Et puis, un soir, alors que la représentation se termine, la voix d'Axelkahn se brise. Lui seul s'en rend compte, sur le moment, mais il sait qu'il vient peut-être de chanter pour la dernière fois. Que cette voix qui lui a assuré gloire, fortune, succès féminins, confort matériel, position sociale, ne sera peut-être plus jamais la même...

A tout prix, il lui faut trouver comment la réparer. Le mot peut paraître un peu rude, mais, en l'occurrence, c'est le mot juste. Car Axelkahn bénéficie d'une technologie avancée pour chanter aussi bien : des biopuces ont été placées dans son corps. Une technologie que seuls maîtrisent ceux qu'on appelle les Yuweh, et dont on ne sait pas grand-chose...

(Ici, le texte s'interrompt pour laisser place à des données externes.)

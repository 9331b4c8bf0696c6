//! Control law executed once per cycle.
//!
//! The law is a pure function of the current [`ExtInputs`] to [`ExtOutputs`]:
//!
//! ```text
//! output1 = gain * input1
//! output2 = input2
//! ```
//!
//! Both structs are exchanged with the host as two little-endian `f32`s.

use serde::{Deserialize, Serialize};

use crate::link::Packed;

pub const DEFAULT_GAIN: f32 = 2.0;

/// Bytes of one packed input or output struct.
pub const IO_LEN: usize = 8;

#[derive(Debug, Clone, Copy, PartialEq, Serialize, Deserialize)]
pub struct ModelParams {
    pub gain: f32,
}

impl Default for ModelParams {
    fn default() -> Self {
        Self { gain: DEFAULT_GAIN }
    }
}

#[derive(Debug, Clone, Copy, Default, PartialEq)]
pub struct ExtInputs {
    pub input1: f32,
    pub input2: f32,
}

#[derive(Debug, Clone, Copy, Default, PartialEq)]
pub struct ExtOutputs {
    pub output1: f32,
    pub output2: f32,
}

fn pack_pair(a: f32, b: f32) -> [u8; IO_LEN] {
    let mut out = [0u8; IO_LEN];
    out[..4].copy_from_slice(&a.to_le_bytes());
    out[4..].copy_from_slice(&b.to_le_bytes());
    out
}

fn unpack_pair(bytes: [u8; IO_LEN]) -> (f32, f32) {
    let [a0, a1, a2, a3, b0, b1, b2, b3] = bytes;
    (
        f32::from_le_bytes([a0, a1, a2, a3]),
        f32::from_le_bytes([b0, b1, b2, b3]),
    )
}

impl Packed<IO_LEN> for ExtInputs {
    fn to_bytes(&self) -> [u8; IO_LEN] {
        pack_pair(self.input1, self.input2)
    }

    fn from_bytes(bytes: [u8; IO_LEN]) -> Self {
        let (input1, input2) = unpack_pair(bytes);
        Self { input1, input2 }
    }
}

impl Packed<IO_LEN> for ExtOutputs {
    fn to_bytes(&self) -> [u8; IO_LEN] {
        pack_pair(self.output1, self.output2)
    }

    fn from_bytes(bytes: [u8; IO_LEN]) -> Self {
        let (output1, output2) = unpack_pair(bytes);
        Self { output1, output2 }
    }
}

#[derive(Debug, Clone, Default)]
pub struct ControlModel {
    params: ModelParams,
    inputs: ExtInputs,
    outputs: ExtOutputs,
}

impl ControlModel {
    pub fn new(params: ModelParams) -> Self {
        Self {
            params,
            ..Self::default()
        }
    }

    /// Nothing to initialise; kept so callers follow begin/update/stop.
    pub fn begin(&mut self) {}

    pub fn update(&mut self) {
        self.outputs = ExtOutputs {
            output1: self.params.gain * self.inputs.input1,
            output2: self.inputs.input2,
        };
    }

    pub fn stop(&mut self) {}

    pub fn set_inputs(&mut self, inputs: ExtInputs) {
        self.inputs = inputs;
    }

    pub fn inputs(&self) -> ExtInputs {
        self.inputs
    }

    pub fn outputs(&self) -> ExtOutputs {
        self.outputs
    }

    pub fn params(&self) -> ModelParams {
        self.params
    }
}

#[cfg(test)]
mod tests {
    use super::*;

    #[test]
    fn gain_applies_to_first_input_only() {
        let mut model = ControlModel::new(ModelParams::default());
        model.begin();
        model.set_inputs(ExtInputs {
            input1: 1.5,
            input2: -3.0,
        });
        model.update();
        assert_eq!(
            model.outputs(),
            ExtOutputs {
                output1: 3.0,
                output2: -3.0
            }
        );
        model.stop();
    }

    #[test]
    fn outputs_hold_until_next_update() {
        let mut model = ControlModel::new(ModelParams { gain: 10.0 });
        model.set_inputs(ExtInputs {
            input1: 1.0,
            input2: 0.0,
        });
        assert_eq!(model.outputs(), ExtOutputs::default());
        model.update();
        assert_eq!(model.outputs().output1, 10.0);
    }

    #[test]
    fn packed_floats_are_little_endian() {
        let bytes = ExtInputs {
            input1: 1.0,
            input2: -2.0,
        }
        .to_bytes();
        assert_eq!(bytes, [0x00, 0x00, 0x80, 0x3F, 0x00, 0x00, 0x00, 0xC0]);
        assert_eq!(ExtOutputs::from_bytes(bytes).output2, -2.0);
    }
}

Axelkahn sait que sans sa voix, il ne sera plus rien et que son aura se ternira à toute vitesse. Alors, il cherche comment réparer la panne des biopuces. Son empressement est tel qu'il ferait confiance à n'importe qui, même au premier escroc venu... Echappant de peu à la mort, il se retrouve démuni, incapable de chanter, perdu...

Il ne lui reste qu'une seule solution : retrouver les Yuweh, les seuls qui puissent l'aider. S'il les retrouve. S'ils existent encore... On ne sait pas s'ils sont humains ou quelque chose d'autres, on les considère comme une caste mystique itinérante... On dit qu'ils auraient été vus pour la dernière fois au coeur d'un endroit qu'on appelle les Bulbes Griffith...

Comment décrire les Bulbes Griffith ? Quelque chose qui pourrait ressembler à l'Atomium de Bruxelles, pour trouver une analogie, flottant en plein espace. En fait, un rassemblement de stations spatiales (les bulbes) reliées entre elle par des filins sur lesquels circulent des nacelles. Chaque bulbe est différent, beaucoup sont habités, dirigés par des intendants, d'autres sont déserts et, plus on va vers le centre, moins on en sait sur les conditions présidant à ces lieux peut-être habités et sûrement dangereux.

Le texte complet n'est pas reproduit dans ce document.